I - Une scène comique dans la tradition de la comedia del arte
1) Les coups de théâtre
• Le couple se retrouve dans l'intimité (Horace et Agnes) contre la volonté d'Arnolphe.
• L 1151-1154: arrivée d'Arnolphe « à peine ». Cela est caricatural car trop rapide, donc comique.
• L 1153 : situation comique, farce: l'amant dans le placard et en parallèle, la colère d'Arnolphe qui se manifeste par le corps. Horace et Arnolphe sont l'un à côté de l'autre sans le savoir et ont des comportements différents, presque opposés = comique de la comedia del arte,
• L 1167: parallélisme « chambre »/ « étuis » = caractère interchangeable des deux hommes (ils prennent successivement la place de l'autre).
• L 1170-1171: Horace va enlever Agnes pendant la nuit = intimité de plus en plus grande entre le couple (ils se voient seuls et la nuit). Ils ne prennent pas en compte les dangers, sont complices (rime « nuit »/ « sans bruit » = silence). Trahison d'Agnes, elle bascule dans le mal.
2) Deux personnages archétypaux (clichés littéraires)
• Les personnages Horace et Arnolphes sont typiques des personnages de la comedia del arte:
Horace l'amant et Arnolphe le mari trompé et jaloux.
- Arnolphe: l,1162 « bec cornu » = l'homme trompé a des cornes, dans l'imaginaire collectif.
C'est la métaphore du cerf, symbole de l'adultère. Le prénom n'est pas un hasard: il s'appelle Arnolphe, comme le Saint Arnoult, le saint des cocus. Sa violence et sa colère sont des clichés (1155-1161): c'est une violence gratuite, injuste et déviée (chien, vases... pas Agnes directement). Il manifeste sa frustration avec le silence. C'est le cliché du mari qui n'a pas les informations pour accuser sa femme, il n'a pas de preuve de l'adultère.
- Horace: pour lui aussi, le choix du prénom n'est pas anodin, c'est celui des amants dans les pièces de la comedia del arte. Il est un stéréotype car il est séduisant et que personne ne lui résiste (l,1148). De plus, il est courageux et a de l'assurance car il ne mesure pas le danger de venir la nuit chez Agnes alors qu'Arnolphe est dans les parages. Il est également chanceux, car il frôle tout juste la catastrophe en échappant à Arnolphe (tournure restrictive 1152 « tout ce qu'elle a pu »). Il est obstiné et ne retient pas les leçons (il veut revenir la nuit suivante, alors qu'il a faillit être vu par Arnolphe). On peut remarquer enfin, l'absence de sentiments, il exprime son amour par des actes, comme dans la comedia del arte.

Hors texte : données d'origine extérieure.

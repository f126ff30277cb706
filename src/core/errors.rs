use std::io;
use std::path::{Path, PathBuf};

use thiserror::Error;

pub type Result<T> = std::result::Result<T, Error>;

#[derive(Debug, Error)]
pub enum Error {
    #[error("not found: {0}")]
    NotFound(PathBuf),
    #[error("permission denied: {0}")]
    PermissionDenied(PathBuf),
    #[error("already exists: {0}")]
    AlreadyExists(PathBuf),
    #[error("not a regular file: {0}")]
    NotAFile(PathBuf),
    #[error("cannot derive an archive name from '{0}'")]
    ArchiveName(PathBuf),
    #[error("io error at {path}: {source}")]
    IoAt {
        path: PathBuf,
        #[source]
        source: io::Error,
    },
    #[error("io error: {0}")]
    Io(#[from] io::Error),
    #[error("copy task failed: {0}")]
    Task(#[from] tokio::task::JoinError),
    #[error("other error: {0}")]
    Other(String),
}

impl Error {
    /// Classifies an I/O error raised while touching `path`.
    pub fn at(err: io::Error, path: impl AsRef<Path>) -> Error {
        let path = path.as_ref().to_path_buf();
        match err.kind() {
            io::ErrorKind::NotFound => Error::NotFound(path),
            io::ErrorKind::PermissionDenied => Error::PermissionDenied(path),
            io::ErrorKind::AlreadyExists => Error::AlreadyExists(path),
            _ => Error::IoAt { path, source: err },
        }
    }
}

#[cfg(test)]
mod tests {
    use super::*;

    #[test]
    fn classifies_io_error_kinds() {
        let path = Path::new("some/dir");

        let err = Error::at(io::Error::from(io::ErrorKind::NotFound), path);
        assert!(matches!(err, Error::NotFound(p) if p == path));

        let err = Error::at(io::Error::from(io::ErrorKind::PermissionDenied), path);
        assert!(matches!(err, Error::PermissionDenied(_)));

        let err = Error::at(io::Error::from(io::ErrorKind::AlreadyExists), path);
        assert!(matches!(err, Error::AlreadyExists(_)));

        let err = Error::at(io::Error::from(io::ErrorKind::InvalidData), path);
        assert!(matches!(err, Error::IoAt { .. }));
    }
}
pub mod errors;
pub mod telemetry;
use std::collections::HashMap;

use crate::models::item::Item;

/// File items partitioned by extension. Buckets keep first-encounter order.
#[derive(Debug, Default)]
pub struct GroupedFiles {
    buckets: Vec<(String, Vec<Item>)>,
    index: HashMap<String, usize>,
}

impl GroupedFiles {
    fn push(&mut self, extension: &str, item: Item) {
        match self.index.get(extension) {
            Some(&slot) => self.buckets[slot].1.push(item),
            None => {
                self.index.insert(extension.to_string(), self.buckets.len());
                self.buckets.push((extension.to_string(), vec![item]));
            }
        }
    }

    pub fn get(&self, extension: &str) -> Option<&[Item]> {
        self.index
            .get(extension)
            .map(|&slot| self.buckets[slot].1.as_slice())
    }

    pub fn iter(&self) -> impl Iterator<Item = (&str, &[Item])> {
        self.buckets
            .iter()
            .map(|(ext, items)| (ext.as_str(), items.as_slice()))
    }

    pub fn extensions(&self) -> impl Iterator<Item = &str> {
        self.buckets.iter().map(|(ext, _)| ext.as_str())
    }

    /// Number of buckets.
    pub fn len(&self) -> usize {
        self.buckets.len()
    }

    pub fn is_empty(&self) -> bool {
        self.buckets.is_empty()
    }

    pub fn file_count(&self) -> usize {
        self.buckets.iter().map(|(_, items)| items.len()).sum()
    }
}

impl IntoIterator for GroupedFiles {
    type Item = (String, Vec<Item>);
    type IntoIter = std::vec::IntoIter<(String, Vec<Item>)>;

    fn into_iter(self) -> Self::IntoIter {
        self.buckets.into_iter()
    }
}

/// Buckets every file item by its extension in a single pass. Non-files are
/// skipped.
pub fn group_files(items: impl IntoIterator<Item = Item>) -> GroupedFiles {
    let mut grouped = GroupedFiles::default();
    for item in items {
        let Some(extension) = item.extension().map(str::to_owned) else {
            continue;
        };
        grouped.push(&extension, item);
    }
    grouped
}
pub mod archive;
pub mod fs;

Quand il décrit Arnolphe, il donne ses actes et ses gestes, non ce qu'il pense + verbes d'action lignes 1171-1175 « m'introduire, toussant ... ».
• Toutes ces facettes des personnages en font des stéréotypes de la comedia del arte.

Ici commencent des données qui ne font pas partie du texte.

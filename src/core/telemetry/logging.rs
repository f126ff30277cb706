use tracing_subscriber::{fmt, EnvFilter};

/// Installs the global subscriber. `RUST_LOG` wins over `default_directive`.
pub fn init_logging(default_directive: &str) {
    let env_filter =
        EnvFilter::try_from_default_env().unwrap_or_else(|_| EnvFilter::new(default_directive));
    let _ = fmt()
        .with_env_filter(env_filter)
        .with_writer(std::io::stderr)
        .try_init();
}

3) Différence et renouvellement du comique
• Situation de confidence qui est différente de la comedia del arte où ces mises en scéne n'existent
pas, et où les discours sont rapportés, on ne voit pas la scène.
• Le comique de situation: Horace raconte à Arnolphe sans savoir que c'est le propriétaire d'Agnes et qu'il a lui-même assisté à la scène. Il lui révèle l'échec de la stratégie d'Arnolphe. On peut alors imaginer sa colère.

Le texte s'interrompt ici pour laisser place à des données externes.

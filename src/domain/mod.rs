//! Domain layer containing business entities and logic.
//!
//! Independent of HTTP and storage details: infrastructure plugs in through
//! the traits in [`repositories`].
//!
//! # Architecture
//!
//! - [`entities`] - Books, cart items and the cart collection
//! - [`catalog_query`] - Page/sort/filter parameters for catalog reads
//! - [`cart_manager`] - Session-bound cart operations with persistence
//! - [`repositories`] - Catalog store and cart storage contracts
//!
//! # Cart Flow
//!
//! 1. A handler resolves the session id from the request
//! 2. [`cart_manager::CartManager::open`] loads that session's blob
//! 3. The requested mutation is applied to the in-memory collection
//! 4. The collection is written back through [`repositories::CartStorage`]

pub mod cart_manager;
pub mod catalog_query;
pub mod entities;
pub mod repositories;
//! DTOs for session and cart endpoints.

use rust_decimal::Decimal;
use rust_decimal::prelude::ToPrimitive;
use serde::{Deserialize, Serialize};
use validator::Validate;

use crate::domain::cart_manager::CartManager;
use crate::domain::entities::{BookId, CartItem};

/// Largest quantity a cart line can hold.
pub const MAX_QUANTITY: i64 = u32::MAX as i64;

/// Response of `POST /api/session`.
#[derive(Debug, Serialize)]
#[serde(rename_all = "camelCase")]
pub struct SessionResponse {
    pub session_id: String,
}

/// Body of `POST /api/cart/items`.
#[derive(Debug, Deserialize, Validate)]
#[serde(rename_all = "camelCase")]
pub struct AddCartItemRequest {
    #[validate(range(min = 1, message = "bookId must be positive"))]
    pub book_id: BookId,
}

/// Body of `PATCH /api/cart/items/{bookId}`.
///
/// Zero or negative quantities remove the line.
#[derive(Debug, Deserialize, Validate)]
pub struct UpdateQuantityRequest {
    #[validate(range(max = MAX_QUANTITY, message = "quantity is too large"))]
    pub quantity: i64,
}

/// Cart contents with totals.
#[derive(Debug, Serialize)]
#[serde(rename_all = "camelCase")]
pub struct CartResponse {
    pub items: Vec<CartItem>,
    pub total_items: u64,
    /// Rounded to 2 decimal places.
    pub total_price: f64,
}

impl From<&CartManager> for CartResponse {
    fn from(cart: &CartManager) -> Self {
        Self {
            items: cart.items().to_vec(),
            total_items: cart.total_items(),
            total_price: display_price(cart.total_price()),
        }
    }
}

fn display_price(value: Decimal) -> f64 {
    value.round_dp(2).to_f64().unwrap_or_default()
}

• L 1143: Horace est heureux de rencontrer Arnolphe alors qu'il est en réalité son ennemi. Il est
comique sans le savoir.
• L 1176: Horace considère Arnolphe comme son ami alors qu'il lui brise le coeur en lui racontant
l'histoire.
• L 1154: quiproquo « je ne le voyais pas ».
• L 1172-1175: Horace multiplie les détails de la scène avec Agnes. Arnolphe ne peut plus se dire qu'elle est naïve car Horace décrit Agnes comme participante de l'action (1174), il ne peut plus se mentir.
• Réaction d'Arnolphe: il est silencieux, découragé, tragique. C'est un mélange des genres. > Cette scène montre l'évolution psychologique des personnages: comédie de moeurs.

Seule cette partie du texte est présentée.